Joseph John Gerry, O.S.B., (born September 12, 1928) is an American Benedictine monk and prelate of the Roman Catholic Church.

Gerry served as the third abbot of Saint Anselm Abbey until he was appointed as an auxiliary bishop of the Diocese of Manchester in New Hampshire in 1986. He then served as bishop of the Diocese of Portland in Maine from 1989 to 2004.

Early life 
Joseph Gerry was born in Millinocket, Maine on September 12, 1928.  In 1945, he graduated from George W. Stearns High School in Millinocket.  Gerry then entered Saint Anselm College in Goffstown, New Hampshire. Gerry obtained his novitiate at St. Vincent Archabbey in Latrobe, Pennsylvania. On July 2, 1948, Gerry made his profession of religious vows as a monk at St. Anselm Abbey in Manchester, New Hampshire. In 1959, Gerry graduated with a Bachelor of Arts degree from Saint Anselm College.  He then returned to the abbey to complete four more years of theological studies.

Priestly ministry
On June 12, 1954, Gerry was ordained to the priesthood by Bishop Matthew Brady at St. Joseph's Cathedral in Manchester, New Hampshire. In 1955, Gerry earned a Master of Philosophy degree from the University of Toronto.

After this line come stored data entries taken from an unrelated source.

fn main() {
    // Inject the Git commit hash for the READY banner.
    // Usage: env!("GIT_HASH")
    if let Ok(output) = std::process::Command::new("git")
        .args(["rev-parse", "--short=8", "HEAD"])
        .output()
    {
        let git_hash = String::from_utf8_lossy(&output.stdout).trim().to_string();
        if !git_hash.is_empty() {
            println!("cargo:rustc-env=GIT_HASH={}", git_hash);
        } else {
            println!("cargo:rustc-env=GIT_HASH=unknown");
        }
    } else {
        println!("cargo:rustc-env=GIT_HASH=unknown");
    }

    // Don't rebuild on every repository change
    println!("cargo:rerun-if-changed=.git/HEAD");
    println!("cargo:rerun-if-changed=.git/refs/");
}
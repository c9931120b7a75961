//! # Migrations
//!
//! Ordered revision chain for the toolkit store, executed through Refinery.
//!
//! ## Components
//!
//! - `definitions`: `Revision` / `MigrationChain` (linked chain, walked root → head)
//! - `toolkit`: the compiled-in chain of the toolkit store
//! - `history`: the History Record (`refinery_schema_history`): read, stamp, unstamp
//! - `coordinator`: the orchestrator that upgrades, classifies failures and stamps
//!
//! ## Failure classification
//!
//! An upgrade failure is never fatal. It is turned into a [`MigrationFailure`]
//! whose [`FailureKind`] decides what happens next:
//!
//! | kind | meaning | recovery |
//! |------|---------|----------|
//! | `SchemaSyncConflict` | structures already exist (created out of band) | stamp history to head |
//! | `Other` | anything else | log a warning, continue degraded |
//!
//! ```rust,ignore
//! let failure = MigrationFailure::classify("duplicate column name: is_wired");
//! assert_eq!(failure.kind, FailureKind::SchemaSyncConflict);
//! ```

// ============================================================================
// Submodules
// ============================================================================

pub mod coordinator;
pub mod definitions;
pub mod history;
pub mod toolkit;

// ============================================================================
// Re-exports
// ============================================================================

pub use coordinator::{MigrationOrchestrator, MigrationOutcome};
pub use definitions::{MigrationChain, Revision};
pub use toolkit::TOOLKIT_CHAIN;

/// Error-message fragments that mean "the structure is already there".
///
/// Matched case-insensitively against the whole error chain.
pub const SCHEMA_SYNC_SIGNATURES: &[&str] = &[
    "already exists",
    "duplicate column",
    "table already exists",
    "unique constraint failed",
];

// ============================================================================
// Errors
// ============================================================================

/// Migration layer errors
#[derive(Debug, thiserror::Error)]
pub enum MigrationError {
    #[error("Database error: {0}")]
    Database(String),

    #[error("Refinery error: {0}")]
    Refinery(String),

    #[error("Invalid migration chain: {0}")]
    InvalidChain(String),

    #[error("Unknown revision: {0}")]
    UnknownRevision(String),
}

impl From<rusqlite::Error> for MigrationError {
    fn from(e: rusqlite::Error) -> Self {
        MigrationError::Database(e.to_string())
    }
}

/// How an upgrade failure should be handled
#[derive(Debug, Clone, Copy, PartialEq, Eq)]
pub enum FailureKind {
    /// The failing statement tried to create something that already exists.
    SchemaSyncConflict,
    /// Anything else.
    Other,
}

/// A classified upgrade failure
#[derive(Debug, Clone, PartialEq, Eq, thiserror::Error)]
#[error("{detail}")]
pub struct MigrationFailure {
    pub kind: FailureKind,
    pub detail: String,
}

impl MigrationFailure {
    /// Classify a failure from its message alone.
    pub fn classify(detail: impl Into<String>) -> Self {
        let detail = detail.into();
        let kind = if matches_sync_signature(&detail) {
            FailureKind::SchemaSyncConflict
        } else {
            FailureKind::Other
        };
        Self { kind, detail }
    }

    /// Classify a failure from an error and its `source()` chain.
    ///
    /// A SQLite UNIQUE / PRIMARY KEY constraint code anywhere in the chain is a
    /// conflict even when the driver message is worded differently.
    pub fn from_error(err: &(dyn std::error::Error + 'static)) -> Self {
        let mut messages = vec![err.to_string()];
        let mut constraint_conflict = is_unique_constraint(err);

        let mut source = err.source();
        while let Some(cause) = source {
            let text = cause.to_string();
            if !messages.iter().any(|m| m.contains(&text)) {
                messages.push(text);
            }
            constraint_conflict |= is_unique_constraint(cause);
            source = cause.source();
        }

        let mut failure = Self::classify(messages.join(": "));
        if constraint_conflict {
            failure.kind = FailureKind::SchemaSyncConflict;
        }
        failure
    }

    pub fn is_schema_sync_conflict(&self) -> bool {
        self.kind == FailureKind::SchemaSyncConflict
    }
}

impl From<MigrationError> for MigrationFailure {
    fn from(e: MigrationError) -> Self {
        match e {
            // Chain problems are programming errors, not store drift
            MigrationError::InvalidChain(_) | MigrationError::UnknownRevision(_) => Self {
                kind: FailureKind::Other,
                detail: e.to_string(),
            },
            other => Self::classify(other.to_string()),
        }
    }
}

fn matches_sync_signature(message: &str) -> bool {
    let lower = message.to_lowercase();
    SCHEMA_SYNC_SIGNATURES
        .iter()
        .any(|signature| lower.contains(signature))
}

fn is_unique_constraint(err: &(dyn std::error::Error + 'static)) -> bool {
    match err.downcast_ref::<rusqlite::Error>() {
        Some(rusqlite::Error::SqliteFailure(e, _)) => matches!(
            e.extended_code,
            rusqlite::ffi::SQLITE_CONSTRAINT_UNIQUE | rusqlite::ffi::SQLITE_CONSTRAINT_PRIMARYKEY
        ),
        _ => false,
    }
}

// ============================================================================
// Tests
// ============================================================================
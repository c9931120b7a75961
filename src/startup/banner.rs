//! READY banner.

use crate::config::{DeploymentMode, ResolvedConfig};

/// (name, mount path) of each bundled tool
pub const TOOLS: &[(&str, &str)] = &[
    ("Wi-Fi Stalker", "/stalker/"),
    ("Threat Watch", "/threats/"),
    ("Network Pulse", "/pulse/"),
];

/// Crate version with the build's git hash
pub fn version_string() -> String {
    format!(
        "{} ({})",
        env!("CARGO_PKG_VERSION"),
        option_env!("GIT_HASH").unwrap_or("unknown")
    )
}

pub fn banner_lines(config: &ResolvedConfig, version: &str) -> Vec<String> {
    let rule = "=".repeat(70);
    let port = config.settings.app_port;

    let mut lines = vec![
        rule.clone(),
        "Starting UI Toolkit...".to_string(),
        rule.clone(),
        String::new(),
        format!("Version: {}", version),
        format!("Log Level: {}", config.settings.log_level),
        format!("Database: {}", config.settings.database_url),
        String::new(),
    ];

    match config.deployment {
        DeploymentMode::Production => {
            lines.push("Deployment: PRODUCTION (authentication enabled)".to_string());
            if let Some(domain) = config.settings.domain.as_deref().filter(|d| !d.is_empty()) {
                lines.push(format!("Domain: {}", domain));
            }
        }
        DeploymentMode::Local => {
            lines.push("Deployment: LOCAL (authentication disabled)".to_string());
        }
    }
    lines.push(String::new());

    lines.push("Available tools:".to_string());
    for (name, _) in TOOLS {
        lines.push(format!("  - {}", name));
    }
    lines.push(String::new());

    match config.deployment {
        DeploymentMode::Production => {
            lines.push("Access via your configured domain with HTTPS".to_string());
        }
        DeploymentMode::Local => {
            lines.push(format!("Access the dashboard at: http://localhost:{}", port));
            for (name, mount) in TOOLS {
                lines.push(format!("{} at: http://localhost:{}{}", name, port, mount));
            }
        }
    }
    lines.push(String::new());
    lines.push(rule);
    lines
}
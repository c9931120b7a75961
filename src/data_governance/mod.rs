//! # Data Governance
//!
//! Keeps the toolkit store's schema in line with what the code expects.
//!
//! ## Modules
//!
//! - `migration`: revision chain, History Record and the orchestrator
//! - `schema_repair`: introspection seam and the column repair pass
//! - `expected_schema`: columns that must exist whatever history says
//! - `init`: `reconcile()`, migrations followed by repair
//!
//! Every step in here is best effort: failures are reported and logged, never
//! returned as fatal errors.

pub mod expected_schema;
pub mod init;
pub mod migration;
pub mod schema_repair;

pub use expected_schema::EXPECTED_SCHEMA;
pub use init::{reconcile, ReconcileReport};
pub use schema_repair::{
    plan_repair, repair_schema, repair_sqlite, ColumnDef, ColumnFailure, RepairError, RepairPlan, RepairReport,
    SchemaIntrospector, SqliteIntrospector, TableSpec,
};
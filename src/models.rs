use serde::{Deserialize, Serialize};

/// Number of lowercased title characters that identify an article.
pub const DEDUP_KEY_CHARS: usize = 60;

/// A configured RSS/Atom endpoint with its display name and topic tag.
#[derive(Debug, Clone, PartialEq, Eq, Deserialize, Serialize)]
pub struct FeedSource {
    pub url: String,
    pub source: String,
    pub tag: String,
}

impl FeedSource {
    pub fn new(url: &str, source: &str, tag: &str) -> Self {
        Self {
            url: url.to_string(),
            source: source.to_string(),
            tag: tag.to_string(),
        }
    }
}

#[derive(Debug, Clone, PartialEq, Eq, Deserialize, Serialize)]
pub struct Article {
    pub title: String,
    pub url: String,
    pub summary: String,
    /// Date string exactly as the feed published it.
    pub date: String,
    /// Epoch milliseconds parsed from `date`, 0 when unparsable. Never serialized.
    #[serde(skip)]
    pub timestamp: i64,
    pub source: String,
    pub tag: String,
}

impl Article {
    /// Identity used for deduplication across feeds.
    pub fn dedup_key(&self) -> String {
        self.title
            .to_lowercase()
            .chars()
            .take(DEDUP_KEY_CHARS)
            .collect()
    }
}
use std::cmp::Reverse;
use std::collections::HashSet;
use std::sync::Arc;
use std::time::Duration;

use futures::future::join_all;
use serde::{Deserialize, Serialize};
use tracing::{debug, info, warn};

use crate::cache::{CacheError, EdgeCache};
use crate::fetcher::Fetcher;
use crate::models::Article;
use crate::topics::{normalize_topic, TopicCatalog};

/// Upper bound on unique articles kept per topic combination.
pub const MAX_CANONICAL_ARTICLES: usize = 200;

const CACHE_KEY_PREFIX: &str = "canonical:v1:";

#[derive(Serialize)]
struct CachedSetRef<'a> {
    articles: &'a [Article],
}

#[derive(Deserialize)]
struct CachedSet {
    articles: Vec<Article>,
}

/// Cache identity for a topic combination; independent of request order.
pub fn cache_key<S: AsRef<str>>(topics: &[S]) -> String {
    let mut normalized: Vec<String> = topics
        .iter()
        .map(|topic| normalize_topic(topic.as_ref()))
        .collect();
    normalized.sort();
    normalized.dedup();
    format!("{}{}", CACHE_KEY_PREFIX, normalized.join(","))
}

/// Flattens per-feed batches into the canonical ordering.
///
/// The first article seen for each title key wins, collection stops at
/// [`MAX_CANONICAL_ARTICLES`], and the survivors are ordered newest first
/// with undated articles last. Equal timestamps keep their flatten order.
pub fn merge(batches: Vec<Vec<Article>>) -> Vec<Article> {
    let mut seen = HashSet::new();
    let mut unique = Vec::new();

    for article in batches.into_iter().flatten() {
        if seen.insert(article.dedup_key()) {
            unique.push(article);
            if unique.len() >= MAX_CANONICAL_ARTICLES {
                break;
            }
        }
    }

    unique.sort_by_key(|article| (article.timestamp == 0, Reverse(article.timestamp)));
    unique
}

pub struct Aggregator {
    catalog: Arc<TopicCatalog>,
    fetcher: Fetcher,
    cache: Arc<dyn EdgeCache>,
    cache_ttl: Duration,
}

impl Aggregator {
    pub fn new(
        catalog: Arc<TopicCatalog>,
        fetcher: Fetcher,
        cache: Arc<dyn EdgeCache>,
        cache_ttl: Duration,
    ) -> Self {
        Self {
            catalog,
            fetcher,
            cache,
            cache_ttl,
        }
    }

    pub fn catalog(&self) -> &TopicCatalog {
        &self.catalog
    }

    /// Canonical result set for `topics`, served from cache unless `refresh`.
    ///
    /// Freshly computed non-empty sets replace the cached entry. An empty
    /// aggregation is returned as-is and never cached.
    pub async fn canonical<S: AsRef<str>>(
        &self,
        topics: &[S],
        refresh: bool,
    ) -> Result<Vec<Article>, CacheError> {
        let key = cache_key(topics);

        if !refresh {
            if let Some(articles) = self.cached(&key).await? {
                debug!(key = %key, count = articles.len(), "Canonical set cache hit");
                return Ok(articles);
            }
            debug!(key = %key, "Canonical set cache miss");
        }

        let articles = self.aggregate(topics, refresh).await;
        if articles.is_empty() {
            warn!(key = %key, "No articles from any feed; result not cached");
            return Ok(articles);
        }

        let payload = serde_json::to_vec(&CachedSetRef {
            articles: &articles,
        })?;
        self.cache.put(&key, payload, self.cache_ttl).await?;

        Ok(articles)
    }

    /// Fetches every resolved feed concurrently and merges the results.
    pub async fn aggregate<S: AsRef<str>>(&self, topics: &[S], bypass_body_cache: bool) -> Vec<Article> {
        let feeds = self.catalog.resolve(topics);
        let batches = join_all(
            feeds
                .iter()
                .map(|feed| self.fetcher.fetch(feed, bypass_body_cache)),
        )
        .await;

        let fetched: usize = batches.iter().map(Vec::len).sum();
        let articles = merge(batches);
        info!(
            feeds = feeds.len(),
            fetched,
            unique = articles.len(),
            "Aggregated feeds"
        );
        articles
    }

    async fn cached(&self, key: &str) -> Result<Option<Vec<Article>>, CacheError> {
        let Some(bytes) = self.cache.get(key).await? else {
            return Ok(None);
        };
        match serde_json::from_slice::<CachedSet>(&bytes) {
            Ok(set) => Ok(Some(set.articles)),
            Err(e) => {
                warn!(key, error = %e, "Discarding unreadable cache entry");
                Ok(None)
            }
        }
    }
}
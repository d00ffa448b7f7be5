//! Edge cache capability.
//!
//! The aggregation pipeline only needs an opaque key/value store with a
//! per-entry freshness window. [`MemoryCache`] is the in-process
//! implementation used by the server; anything else (an external KV store)
//! can be plugged in through [`EdgeCache`].

use std::collections::HashMap;
use std::sync::Arc;
use std::time::Duration;

use async_trait::async_trait;
use thiserror::Error;
use tokio::sync::RwLock;
use tokio::time::Instant;
use tracing::{debug, info};

#[derive(Debug, Error)]
pub enum CacheError {
    #[error("cache store unavailable: {0}")]
    Unavailable(String),
    #[error("cache serialization failed: {0}")]
    Serialization(#[from] serde_json::Error),
}

#[async_trait]
pub trait EdgeCache: Send + Sync {
    /// Returns the stored value if present and still fresh.
    async fn get(&self, key: &str) -> Result<Option<Vec<u8>>, CacheError>;

    /// Stores `value` under `key` for `ttl`, replacing any previous value.
    async fn put(&self, key: &str, value: Vec<u8>, ttl: Duration) -> Result<(), CacheError>;
}

struct Entry {
    value: Vec<u8>,
    expires_at: Instant,
}

#[derive(Default)]
pub struct MemoryCache {
    entries: RwLock<HashMap<String, Entry>>,
}

impl MemoryCache {
    pub fn new() -> Self {
        Self::default()
    }

    /// Number of entries held, including any that expired but were not yet purged.
    pub async fn len(&self) -> usize {
        self.entries.read().await.len()
    }

    pub async fn is_empty(&self) -> bool {
        self.len().await == 0
    }

    pub async fn purge_expired(&self) {
        let now = Instant::now();
        self.entries
            .write()
            .await
            .retain(|_, entry| entry.expires_at > now);
    }
}

#[async_trait]
impl EdgeCache for MemoryCache {
    async fn get(&self, key: &str) -> Result<Option<Vec<u8>>, CacheError> {
        let entries = self.entries.read().await;
        let value = entries
            .get(key)
            .filter(|entry| entry.expires_at > Instant::now())
            .map(|entry| entry.value.clone());
        Ok(value)
    }

    async fn put(&self, key: &str, value: Vec<u8>, ttl: Duration) -> Result<(), CacheError> {
        let now = Instant::now();
        let mut entries = self.entries.write().await;
        entries.retain(|_, entry| entry.expires_at > now);
        entries.insert(
            key.to_string(),
            Entry {
                value,
                expires_at: now + ttl,
            },
        );
        debug!(key, ttl_secs = ttl.as_secs(), "Cache entry stored");
        Ok(())
    }
}

/// Periodically drops expired entries so abandoned keys do not accumulate.
pub async fn start_background_purge(cache: Arc<MemoryCache>, interval: Duration) {
    loop {
        tokio::time::sleep(interval).await;
        let before = cache.len().await;
        cache.purge_expired().await;
        let removed = before.saturating_sub(cache.len().await);
        if removed > 0 {
            info!(removed, "Purged expired cache entries");
        }
    }
}
//! RSS 2.0 / Atom extraction.
//!
//! Feeds in the wild are frequently malformed, so rather than running a
//! strict XML parser we scan for element blocks the same way for both
//! dialects: find `<item>` (or `<entry>`) blocks, then pull the few child
//! elements we care about out of each block. Parsing never fails; a body we
//! cannot make sense of simply produces no articles.

use chrono::{DateTime, NaiveDate, NaiveDateTime};

use crate::models::Article;

/// Items taken from a single feed body before scanning stops.
pub const MAX_ITEMS_PER_FEED: usize = 20;

/// Summaries are hard-truncated to this many characters.
pub const SUMMARY_MAX_CHARS: usize = 180;

const CDATA_OPEN: &str = "<![CDATA[";
const CDATA_CLOSE: &str = "]]>";

#[derive(Debug, Clone, Copy, PartialEq, Eq)]
pub enum Dialect {
    Rss,
    Atom,
}

impl Dialect {
    /// Sniffs the body: an Atom `<feed>` root with at least one `<entry>`
    /// is Atom, everything else is treated as RSS.
    pub fn detect(body: &str) -> Self {
        let lower = body.to_ascii_lowercase();
        let has_feed = find_open_tag(&lower, "feed", 0).is_some();
        let has_entry = find_open_tag(&lower, "entry", 0).is_some();
        if has_feed && has_entry {
            Dialect::Atom
        } else {
            Dialect::Rss
        }
    }
}

/// Parses a raw feed body into articles in document order.
pub fn parse_feed(body: &str, source: &str, tag: &str) -> Vec<Article> {
    match Dialect::detect(body) {
        Dialect::Atom => parse_atom(body, source, tag),
        Dialect::Rss => parse_rss(body, source, tag),
    }
}

pub fn parse_rss(body: &str, source: &str, tag: &str) -> Vec<Article> {
    collect_blocks(body, "item", |block, lower| {
        let title = cdata_value(block, lower, "title").or_else(|| plain_value(block, lower, "title"))?;
        let url = plain_value(block, lower, "link").or_else(|| plain_value(block, lower, "guid"));
        let description = cdata_value(block, lower, "description")
            .or_else(|| plain_value(block, lower, "description"));
        let date = plain_value(block, lower, "pubdate");

        build_article(title, url, description, date, source, tag)
    })
}

pub fn parse_atom(body: &str, source: &str, tag: &str) -> Vec<Article> {
    collect_blocks(body, "entry", |block, lower| {
        let title = cdata_value(block, lower, "title").or_else(|| plain_value(block, lower, "title"))?;
        let url = atom_link(block, lower);
        let summary = cdata_value(block, lower, "summary")
            .or_else(|| plain_value(block, lower, "summary"))
            .or_else(|| cdata_value(block, lower, "content"))
            .or_else(|| plain_value(block, lower, "content"));
        let date = plain_value(block, lower, "updated").or_else(|| plain_value(block, lower, "published"));

        build_article(title, url.as_deref(), summary, date, source, tag)
    })
}

fn build_article(
    title: &str,
    url: Option<&str>,
    summary: Option<&str>,
    date: Option<&str>,
    source: &str,
    tag: &str,
) -> Option<Article> {
    let title = title.trim();
    if title.is_empty() {
        return None;
    }
    let date = date.map(str::trim).unwrap_or_default();

    Some(Article {
        title: title.to_string(),
        url: url.map(str::trim).unwrap_or_default().to_string(),
        summary: summarize(summary.unwrap_or_default()),
        date: date.to_string(),
        timestamp: parse_timestamp(date),
        source: source.to_string(),
        tag: tag.to_string(),
    })
}

/// Runs `extract` over every `<block_tag>` element, stopping once
/// [`MAX_ITEMS_PER_FEED`] articles have been produced.
fn collect_blocks<F>(body: &str, block_tag: &str, mut extract: F) -> Vec<Article>
where
    F: FnMut(&str, &str) -> Option<Article>,
{
    let lower = body.to_ascii_lowercase();
    let mut articles = Vec::new();

    for (start, end) in Blocks::new(&lower, block_tag) {
        if let Some(article) = extract(&body[start..end], &lower[start..end]) {
            articles.push(article);
        }
        if articles.len() >= MAX_ITEMS_PER_FEED {
            break;
        }
    }

    articles
}

/// Position of an opening tag within a lowercased document.
#[derive(Debug, Clone, Copy)]
struct OpenTag {
    start: usize,
    content_start: usize,
    self_closing: bool,
}

/// Finds `<tag` followed by `>`, `/` or whitespace at or after `from`.
///
/// `lower` must be ASCII-lowercased so byte offsets line up with the
/// unlowered input.
fn find_open_tag(lower: &str, tag: &str, from: usize) -> Option<OpenTag> {
    let needle = format!("<{}", tag);
    let mut pos = from;

    loop {
        let start = lower.get(pos..)?.find(&needle)? + pos;
        let after = start + needle.len();
        match lower.as_bytes().get(after) {
            Some(b'>') => {
                return Some(OpenTag {
                    start,
                    content_start: after + 1,
                    self_closing: false,
                })
            }
            Some(c) if c.is_ascii_whitespace() || *c == b'/' => {
                let close = lower[after..].find('>')? + after;
                return Some(OpenTag {
                    start,
                    content_start: close + 1,
                    self_closing: lower.as_bytes()[close - 1] == b'/',
                });
            }
            _ => pos = after,
        }
    }
}

/// Iterator over the inner byte ranges of every `<tag>...</tag>` block.
struct Blocks<'a> {
    lower: &'a str,
    tag: &'a str,
    close_tag: String,
    pos: usize,
}

impl<'a> Blocks<'a> {
    fn new(lower: &'a str, tag: &'a str) -> Self {
        Self {
            lower,
            tag,
            close_tag: format!("</{}>", tag),
            pos: 0,
        }
    }
}

impl Iterator for Blocks<'_> {
    type Item = (usize, usize);

    fn next(&mut self) -> Option<Self::Item> {
        loop {
            let open = find_open_tag(self.lower, self.tag, self.pos)?;
            if open.self_closing {
                self.pos = open.content_start;
                continue;
            }
            let end = self.lower[open.content_start..].find(&self.close_tag)? + open.content_start;
            self.pos = end + self.close_tag.len();
            return Some((open.content_start, end));
        }
    }
}

/// Inner text of the first `<tag>` element; empty content counts as absent.
fn plain_value<'a>(block: &'a str, lower: &str, tag: &str) -> Option<&'a str> {
    let (start, end) = Blocks::new(lower, tag).next()?;
    let inner = block[start..end].trim();
    let inner = unwrap_cdata(inner).unwrap_or(inner);
    (!inner.trim().is_empty()).then_some(inner)
}

/// Inner text of the first `<tag>` element whose content is a CDATA section.
fn cdata_value<'a>(block: &'a str, lower: &str, tag: &str) -> Option<&'a str> {
    Blocks::new(lower, tag)
        .filter_map(|(start, end)| unwrap_cdata(block[start..end].trim()))
        .find(|inner| !inner.is_empty())
}

fn unwrap_cdata(text: &str) -> Option<&str> {
    text.strip_prefix(CDATA_OPEN)?.strip_suffix(CDATA_CLOSE)
}

/// Picks the entry's alternate link, falling back to any link with an href.
fn atom_link(block: &str, lower: &str) -> Option<String> {
    let mut fallback = None;
    let mut pos = 0;

    while let Some(open) = find_open_tag(lower, "link", pos) {
        pos = open.content_start;
        let element = &block[open.start..open.content_start];
        let Some(href) = attribute(element, "href") else {
            continue;
        };
        match attribute(element, "rel") {
            None => return Some(href),
            Some(rel) if rel.eq_ignore_ascii_case("alternate") => return Some(href),
            Some(_) => {
                fallback.get_or_insert(href);
            }
        }
    }

    fallback
}

/// Reads a quoted attribute value out of an opening tag.
fn attribute(element: &str, name: &str) -> Option<String> {
    let lower = element.to_ascii_lowercase();
    let needle = format!("{}=", name);
    let mut pos = 0;

    while let Some(found) = lower[pos..].find(&needle) {
        let start = pos + found;
        pos = start + needle.len();

        let preceded_by_space = start > 0 && lower.as_bytes()[start - 1].is_ascii_whitespace();
        if !preceded_by_space {
            continue;
        }
        let quote = match element.as_bytes().get(pos) {
            Some(b'"') => '"',
            Some(b'\'') => '\'',
            _ => continue,
        };
        let value_start = pos + 1;
        let value_end = element[value_start..].find(quote)? + value_start;
        let value = element[value_start..value_end].trim();
        return (!value.is_empty()).then(|| value.to_string());
    }

    None
}

/// Markup-free, whitespace-collapsed, truncated summary text.
pub fn summarize(raw: &str) -> String {
    strip_markup(raw).chars().take(SUMMARY_MAX_CHARS).collect()
}

/// Replaces tags and character references with spaces, then collapses
/// whitespace runs and trims.
pub fn strip_markup(input: &str) -> String {
    let mut out = String::with_capacity(input.len());
    let mut rest = input;

    while let Some(idx) = rest.find(['<', '&']) {
        out.push_str(&rest[..idx]);
        let tail = &rest[idx..];

        if tail.starts_with('<') {
            match tail.find('>') {
                Some(end) => {
                    out.push(' ');
                    rest = &tail[end + 1..];
                }
                None => {
                    out.push_str(tail);
                    rest = "";
                }
            }
        } else {
            match entity_len(tail) {
                Some(len) => {
                    out.push(' ');
                    rest = &tail[len..];
                }
                None => {
                    out.push('&');
                    rest = &tail[1..];
                }
            }
        }
    }
    out.push_str(rest);

    out.split_whitespace().collect::<Vec<_>>().join(" ")
}

/// Byte length of a `&name;`, `&#NN;` or `&#xHH;` reference at the start of `text`.
fn entity_len(text: &str) -> Option<usize> {
    let body = text.strip_prefix('&')?;
    let end = body.find(';')?;
    let name = &body[..end];

    let valid = match name.strip_prefix('#') {
        Some(numeric) => match numeric.strip_prefix('x').or_else(|| numeric.strip_prefix('X')) {
            Some(hex) => !hex.is_empty() && hex.chars().all(|c| c.is_ascii_hexdigit()),
            None => !numeric.is_empty() && numeric.chars().all(|c| c.is_ascii_digit()),
        },
        None => {
            name.starts_with(|c: char| c.is_ascii_alphabetic())
                && name.chars().all(|c| c.is_ascii_alphanumeric())
        }
    };

    valid.then_some(end + 2)
}

/// Epoch milliseconds for a feed date string, 0 when it cannot be parsed.
pub fn parse_timestamp(raw: &str) -> i64 {
    let raw = raw.trim();
    if raw.is_empty() {
        return 0;
    }

    if let Ok(dt) = DateTime::parse_from_rfc2822(raw) {
        return dt.timestamp_millis();
    }
    if let Ok(dt) = DateTime::parse_from_rfc3339(raw) {
        return dt.timestamp_millis();
    }
    if let Some(millis) = parse_loose_zoned(raw) {
        return millis;
    }
    for format in [
        "%Y-%m-%dT%H:%M:%S",
        "%Y-%m-%dT%H:%M:%S%.f",
        "%Y-%m-%d %H:%M:%S",
        "%Y-%m-%d %H:%M:%S%.f",
    ] {
        if let Ok(naive) = NaiveDateTime::parse_from_str(raw, format) {
            return naive.and_utc().timestamp_millis();
        }
    }
    NaiveDate::parse_from_str(raw, "%Y-%m-%d")
        .ok()
        .and_then(|date| date.and_hms_opt(0, 0, 0))
        .map(|naive| naive.and_utc().timestamp_millis())
        .unwrap_or(0)
}

/// Zoned dates the strict parsers reject: a weekday that is spelled out or
/// does not match the date, `UTC`/`Z` zone names, full month names and
/// ISO offsets without a colon.
fn parse_loose_zoned(raw: &str) -> Option<i64> {
    let date = match raw.split_once(',') {
        Some((weekday, rest)) if weekday.trim().chars().all(|c| c.is_ascii_alphabetic()) => {
            rest.trim()
        }
        _ => raw,
    };
    let date = ["UTC", "GMT", "Z"]
        .iter()
        .find_map(|zone| date.strip_suffix(zone))
        .map_or_else(|| date.to_string(), |rest| format!("{} +0000", rest.trim_end()));

    if let Ok(dt) = DateTime::parse_from_rfc2822(&date) {
        return Some(dt.timestamp_millis());
    }
    [
        "%d %B %Y %H:%M:%S %z",
        "%d %B %Y %H:%M %z",
        "%Y-%m-%dT%H:%M:%S%.f%z",
        "%Y-%m-%dT%H:%M:%S%.f %z",
    ]
    .iter()
    .find_map(|format| DateTime::parse_from_str(&date, format).ok())
    .map(|dt| dt.timestamp_millis())
}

From 1958 to 1986, Gerry was a professor of philosophy and humanities at Saint Anselm College. In 1959, he received a Doctor of Philosophy degree from Fordham University in New York City. That same year, Gerry was appointed subprior of St. Anselm Abbey.  He was appointed prior in 1963 and on January 6, 1972 was elected abbot. At Saint Anselm College, Gerry also served as academic dean (1971–72) and chancellor (1972–1986).

Episcopal ministry

Auxiliary Bishop of Manchester

On February 4, 1986, Pope John Paul II appointed Gerry as an auxiliary bishop of the Diocese of Manchester and titular bishop of Praecausa.  He received his episcopal consecration on April 21, 1986 from Bishop Odore Gendron, with Bishops Ernest Primeau and Robert Mulvee serving as co-consecrators. In February 1988, Gerry was elected chairman of the Committee on Ecumenical and Interreligious Affairs in the National Conference of Catholic Bishops.

Bishop of Portland
On December 27, 1988, Pope John Paul II named Gerry as the tenth bishop of the Diocese of Portland.  Gerry was installed at the Cathedral of the Immaculate Conception in Portland, Maine, on February 21, 1989. In February 1989, Gerry published his book, Ever Present Lord.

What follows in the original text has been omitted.